• EXERCISE BRIEF: Pick each line containing "SessionOrigin" out of the records.

• RECORDS TO PROCESS:
════

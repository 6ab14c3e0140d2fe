// Woertle server entry point.
//
// Startup sequence:
// 1. Initialize tracing
// 2. Load config
// 3. Open database and seed the vocabulary from the word list
// 4. Build the game and guess service
// 5. Serve WebSocket clients until Ctrl+C

use std::sync::Arc;

use anyhow::Context;
use tracing::{error, info, warn};
use woertle_core::store::load_vocabulary_file;
use woertle_core::{Database, Game};
use woertle_server::config;
use woertle_server::service::GuessService;
use woertle_server::ws_server;

#[tokio::main]
async fn main() -> anyhow::Result<()> {
    // 1. Initialize tracing
    init_tracing()?;
    info!("Woertle starting up");

    // 2. Load config
    let config = config::load_config().context("failed to load configuration")?;
    info!(
        "Config loaded: {}-letter words, {} attempts, port {}",
        config.game.word_length, config.game.max_attempts, config.ws_port
    );

    // 3. Open database and seed the vocabulary
    let db = Database::open(&config.db_path).context("failed to open database")?;
    info!("Database opened at {}", config.db_path);

    let inserted = load_vocabulary_file(&db, &config.wordlist_path, config.game.word_length)
        .context("failed to load word list")?;
    info!("Word list {} loaded, {inserted} new words", config.wordlist_path);

    // 4. Build the game
    let game = Game::new(db, config.game.rules()).context("failed to initialize game")?;
    if game.vocabulary().is_empty() {
        warn!(
            "Vocabulary is empty: no {}-letter words in {}",
            config.game.word_length, config.wordlist_path
        );
    }
    let service = Arc::new(GuessService::new(game));

    // 5. Serve until Ctrl+C
    let listener = ws_server::bind(config.ws_port)
        .await
        .with_context(|| format!("failed to bind WebSocket server on port {}", config.ws_port))?;

    tokio::select! {
        result = ws_server::run(listener, service) => {
            if let Err(e) = result {
                error!("WebSocket server error: {}", e);
                return Err(e.context("server stopped"));
            }
        }
        _ = tokio::signal::ctrl_c() => {
            info!("Shutdown requested");
        }
    }

    info!("Woertle shut down cleanly");
    Ok(())
}

/// Initialize tracing to stderr, filtered by `RUST_LOG`.
fn init_tracing() -> anyhow::Result<()> {
    use tracing_subscriber::fmt;
    use tracing_subscriber::EnvFilter;

    let subscriber = fmt::Subscriber::builder()
        .with_env_filter(
            EnvFilter::try_from_default_env()
                .unwrap_or_else(|_| EnvFilter::new("woertle_server=info,woertle_core=info,warn")),
        )
        .with_writer(std::io::stderr)
        .with_target(true)
        .with_thread_ids(true)
        .with_line_number(true)
        .finish();

    tracing::subscriber::set_global_default(subscriber)
        .context("failed to set tracing subscriber")?;

    Ok(())
}
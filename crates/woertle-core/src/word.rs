// Word normalization, word-list parsing and game rules.

use std::collections::BTreeSet;
use std::path::Path;

use anyhow::{Context, Result};

/// Attempts a player gets before the daily word is revealed.
pub const DEFAULT_MAX_ATTEMPTS: u32 = 6;

/// Letters per word in the default deployment.
pub const DEFAULT_WORD_LENGTH: usize = 5;

/// Deployment-level game constants.
#[derive(Debug, Clone, Copy, PartialEq, Eq)]
pub struct Rules {
    pub word_length: usize,
    pub max_attempts: u32,
}

impl Default for Rules {
    fn default() -> Self {
        Rules {
            word_length: DEFAULT_WORD_LENGTH,
            max_attempts: DEFAULT_MAX_ATTEMPTS,
        }
    }
}

/// Length of a word in letters. Umlauts and `ß` count as one letter each,
/// so this is a character count, not a byte count.
pub fn letter_count(word: &str) -> usize {
    word.chars().count()
}

/// Normalize one raw word-list entry: trim, lowercase, and keep it only if it
/// is exactly `word_length` alphabetic characters.
pub fn normalize_entry(raw: &str, word_length: usize) -> Option<String> {
    let word = raw.trim().to_lowercase();
    if letter_count(&word) != word_length {
        return None;
    }
    if !word.chars().all(char::is_alphabetic) {
        return None;
    }
    Some(word)
}

/// Parse a newline-delimited word list into a deduplicated, sorted list of
/// normalized words.
pub fn parse_word_list(text: &str, word_length: usize) -> Vec<String> {
    text.lines()
        .filter_map(|line| normalize_entry(line, word_length))
        .collect::<BTreeSet<_>>()
        .into_iter()
        .collect()
}

/// Read and parse a word-list file.
pub fn load_word_list(path: impl AsRef<Path>, word_length: usize) -> Result<Vec<String>> {
    let path = path.as_ref();
    let text = std::fs::read_to_string(path)
        .with_context(|| format!("failed to read word list at {}", path.display()))?;
    Ok(parse_word_list(&text, word_length))
}
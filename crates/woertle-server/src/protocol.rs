// Wire messages exchanged with game clients.

use serde::{Deserialize, Serialize};
use woertle_core::GuessResult;

/// Rejection text for guesses of the wrong length or outside the word list.
pub const INVALID_WORD: &str = "Invalid word.";

pub const MALFORMED_REQUEST: &str = "Malformed request.";

pub const VOCABULARY_EXHAUSTED: &str = "No more available words to choose from.";

pub const INTERNAL_ERROR: &str = "Internal server error.";

/// A guess submission. The client reports how many attempts it has used so
/// far; a missing field counts as zero.
#[derive(Debug, Clone, PartialEq, Eq, Deserialize)]
pub struct GuessRequest {
    #[serde(default)]
    pub guess: String,
    #[serde(default)]
    pub attempts: u32,
}

/// Error body. `status` follows HTTP semantics: 4xx for bad input, 5xx for
/// server-side failures.
#[derive(Debug, Clone, PartialEq, Eq, Serialize)]
pub struct ErrorReply {
    pub status: u16,
    pub error: String,
}

impl ErrorReply {
    pub fn new(status: u16, error: &str) -> Self {
        Self {
            status,
            error: error.to_string(),
        }
    }
}

#[derive(Debug, Clone, PartialEq, Eq, Serialize)]
#[serde(untagged)]
pub enum GuessReply {
    Scored(GuessResult),
    Rejected(ErrorReply),
}

impl GuessReply {
    pub fn status(&self) -> u16 {
        match self {
            GuessReply::Scored(_) => 200,
            GuessReply::Rejected(e) => e.status,
        }
    }
}
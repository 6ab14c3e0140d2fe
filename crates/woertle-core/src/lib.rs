// Library root for the daily word game engine: word store, daily word
// selection, guess evaluation and the session policy.

pub mod db;
pub mod error;
pub mod evaluate;
pub mod game;
pub mod selector;
pub mod session;
pub mod store;
pub mod word;

pub use db::Database;
pub use error::{GameError, InvalidGuess, InvalidGuessReason};
pub use evaluate::{Evaluation, Feedback, GuessEvaluator};
pub use game::{Game, GuessResult};
pub use selector::DailyWordSelector;
pub use session::{GameState, Outcome, Progress, SessionPolicy};
pub use store::{Assignment, DailyAssignment, Vocabulary, WordRepository};
pub use word::Rules;
// SPDX-License-Identifier: AGPL-3.0-or-later
// SPDX-FileCopyrightText: 2024 Hyperpolymath

//! Interactive session state
//!
//! The workbench keeps the parsed dataset and a ready classifier between
//! requests. Datasets are cached by config and file content (with the
//! configured TTL); sessions by config and dataset content. Without a retrain
//! request a session comes from the cache, else from the saved model evaluated
//! on the full dataset, else from fresh training when no usable model is saved.

use crate::cache::{ExplicitCache, Fingerprint};
use crate::classifier::SpamClassifier;
use crate::config::{AppConfig, ResolvedConfig};
use crate::datasets::{Dataset, DatasetLoader};
use crate::error::Result;
use crate::metrics::MetricsReport;
use serde::Serialize;
use std::collections::HashMap;
use std::path::{Path, PathBuf};
use std::sync::Arc;

/// How a session's classifier came to be
#[derive(Debug, Clone, Copy, PartialEq, Eq, Serialize)]
pub enum SessionOrigin {
    /// Fitted in this process and saved
    Trained,
    /// Read from the saved artifact
    Loaded,
}

/// Ready classifier plus the report shown next to it
pub struct TrainedSession {
    pub classifier: SpamClassifier,
    /// Held-out report when trained, full-dataset report when loaded
    pub report: MetricsReport,
    pub origin: SessionOrigin,
}

pub struct Workbench {
    config: Arc<ResolvedConfig>,
    loader: DatasetLoader,
    datasets: ExplicitCache<Arc<Dataset>>,
    /// Latest dataset key per source file
    dataset_keys: HashMap<PathBuf, Fingerprint>,
    sessions: ExplicitCache<Arc<TrainedSession>>,
}

impl Workbench {
    pub fn new(config: Arc<ResolvedConfig>) -> Self {
        Self {
            loader: DatasetLoader::new(config.clone()),
            datasets: ExplicitCache::with_ttl_secs(config.cache_ttl_secs),
            dataset_keys: HashMap::new(),
            sessions: ExplicitCache::new(None),
            config,
        }
    }

    pub fn config(&self) -> &AppConfig {
        &self.config
    }

    /// Parsed dataset from `source`, or from the local copy when `None`.
    ///
    /// A source whose content changed replaces its earlier cache entry.
    pub fn dataset(&mut self, source: Option<&Path>) -> Result<Arc<Dataset>> {
        let bytes = self.loader.read_source(source)?;
        let key = Fingerprint::combine(&[
            &Fingerprint::of_config(&self.config),
            &Fingerprint::of_bytes(&bytes),
        ]);

        let origin = source.map_or_else(|| self.config.local_data_path.clone(), Path::to_path_buf);
        if let Some(previous) = self.dataset_keys.insert(origin, key.clone()) {
            if previous != key && self.datasets.invalidate(&previous) {
                tracing::debug!("Dropped superseded dataset {}", previous.short());
            }
        }

        if let Some(dataset) = self.datasets.get(&key) {
            tracing::debug!("Dataset cache hit {}", key.short());
            return Ok(dataset);
        }

        let dataset = Arc::new(self.loader.parse(&bytes)?);
        self.datasets.insert(key, dataset.clone());
        Ok(dataset)
    }

    /// Ready classifier for `dataset`; `retrain` discards every cached session
    /// and fits a new model.
    pub fn session(&mut self, dataset: &Dataset, retrain: bool) -> Result<Arc<TrainedSession>> {
        let key = Fingerprint::combine(&[
            &Fingerprint::of_config(&self.config),
            &Fingerprint::of_dataset(dataset),
        ]);

        if retrain {
            tracing::info!("Retraining requested, dropping {} cached session(s)", self.sessions.len());
            self.sessions.clear();
            return self.train_and_cache(key, dataset);
        }

        if let Some(session) = self.sessions.get(&key) {
            tracing::debug!("Session cache hit {}", key.short());
            return Ok(session);
        }

        let mut classifier = SpamClassifier::new(self.config.clone());
        match classifier.load(None) {
            Ok(path) => {
                let report = classifier.evaluate(dataset)?;
                tracing::info!("Using saved model {}", path.display());
                let session = Arc::new(TrainedSession {
                    classifier,
                    report,
                    origin: SessionOrigin::Loaded,
                });
                self.sessions.insert(key, session.clone());
                Ok(session)
            }
            Err(e) if e.is_missing_artifact() => {
                tracing::warn!("No usable saved model ({}), training a new one", e);
                self.train_and_cache(key, dataset)
            }
            Err(e) => Err(e),
        }
    }

    fn train_and_cache(&mut self, key: Fingerprint, dataset: &Dataset) -> Result<Arc<TrainedSession>> {
        let mut classifier = SpamClassifier::new(self.config.clone());
        let report = classifier.train(dataset)?;
        classifier.save(None)?;

        let session = Arc::new(TrainedSession {
            classifier,
            report,
            origin: SessionOrigin::Trained,
        });
        self.sessions.insert(key, session.clone());
        Ok(session)
    }

    /// Forget every cached dataset and session.
    pub fn invalidate(&mut self) {
        self.datasets.clear();
        self.dataset_keys.clear();
        self.sessions.clear();
    }

    pub fn cached_sessions(&self) -> usize {
        self.sessions.len()
    }

    pub fn cached_datasets(&self) -> usize {
        self.datasets.len()
    }
}

#[cfg(test)]
mod tests {
    use super::*;

    const SAMPLE_CSV: &str = "label,text\n\
ham,\"Hi there, let's catch up tomorrow.\"\n\
spam,WIN a brand new car by clicking here!!!\n\
ham,Reminder: project meeting at 2pm.\n\
spam,Exclusive offer!!! Limited time deal.\n\
ham,Lunch plans for next week?\n\
spam,Get rich quick by subscribing now!!!\n\
ham,Team standup moved to 10am.\n\
spam,Mega discount newsletter just for you.\n";

    fn workbench_in(dir: &Path) -> Workbench {
        let config = AppConfig {
            model_path: dir.join("model.json"),
            local_data_path: dir.join("data.csv"),
            test_size: 0.25,
            ..AppConfig::default()
        };
        Workbench::new(config.into_shared().unwrap())
    }

    #[test]
    fn test_dataset_cached_by_content() {
        let dir = tempfile::tempdir().unwrap();
        let path = dir.path().join("upload.csv");
        std::fs::write(&path, SAMPLE_CSV).unwrap();
        let mut workbench = workbench_in(dir.path());

        let first = workbench.dataset(Some(&path)).unwrap();
        let second = workbench.dataset(Some(&path)).unwrap();
        assert!(Arc::ptr_eq(&first, &second));
        assert_eq!(first.len(), 8);

        std::fs::write(&path, format!("{}ham,One more row\n", SAMPLE_CSV)).unwrap();
        let third = workbench.dataset(Some(&path)).unwrap();
        assert_eq!(third.len(), 9);
        assert_eq!(workbench.cached_datasets(), 1);
    }

    #[test]
    fn test_session_trains_then_reuses_then_loads() {
        let dir = tempfile::tempdir().unwrap();
        let path = dir.path().join("upload.csv");
        std::fs::write(&path, SAMPLE_CSV).unwrap();
        let mut workbench = workbench_in(dir.path());
        let dataset = workbench.dataset(Some(&path)).unwrap();

        let trained = workbench.session(&dataset, false).unwrap();
        assert_eq!(trained.origin, SessionOrigin::Trained);
        assert!(dir.path().join("model.json").exists());

        let cached = workbench.session(&dataset, false).unwrap();
        assert!(Arc::ptr_eq(&trained, &cached));

        workbench.invalidate();
        let loaded = workbench.session(&dataset, false).unwrap();
        assert_eq!(loaded.origin, SessionOrigin::Loaded);
        assert_eq!(loaded.report.total_support(), dataset.len());
    }

    #[test]
    fn test_retrain_replaces_cached_session() {
        let dir = tempfile::tempdir().unwrap();
        let path = dir.path().join("upload.csv");
        std::fs::write(&path, SAMPLE_CSV).unwrap();
        let mut workbench = workbench_in(dir.path());
        let dataset = workbench.dataset(Some(&path)).unwrap();

        let first = workbench.session(&dataset, false).unwrap();
        let retrained = workbench.session(&dataset, true).unwrap();

        assert!(!Arc::ptr_eq(&first, &retrained));
        assert_eq!(retrained.origin, SessionOrigin::Trained);
        assert_eq!(workbench.cached_sessions(), 1);
    }

    #[test]
    fn test_corrupt_model_triggers_training() {
        let dir = tempfile::tempdir().unwrap();
        let path = dir.path().join("upload.csv");
        std::fs::write(&path, SAMPLE_CSV).unwrap();
        std::fs::write(dir.path().join("model.json"), b"{ broken").unwrap();
        let mut workbench = workbench_in(dir.path());
        let dataset = workbench.dataset(Some(&path)).unwrap();

        let session = workbench.session(&dataset, false).unwrap();
        assert_eq!(session.origin, SessionOrigin::Trained);
    }
}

════

• REPLY:
pub enum SessionOrigin {
    pub origin: SessionOrigin,
                    origin: SessionOrigin::Loaded,
            origin: SessionOrigin::Trained,
        assert_eq!(trained.origin, SessionOrigin::Trained);
        assert_eq!(loaded.origin, SessionOrigin::Loaded);
        assert_eq!(retrained.origin, SessionOrigin::Trained);
        assert_eq!(session.origin, SessionOrigin::Trained);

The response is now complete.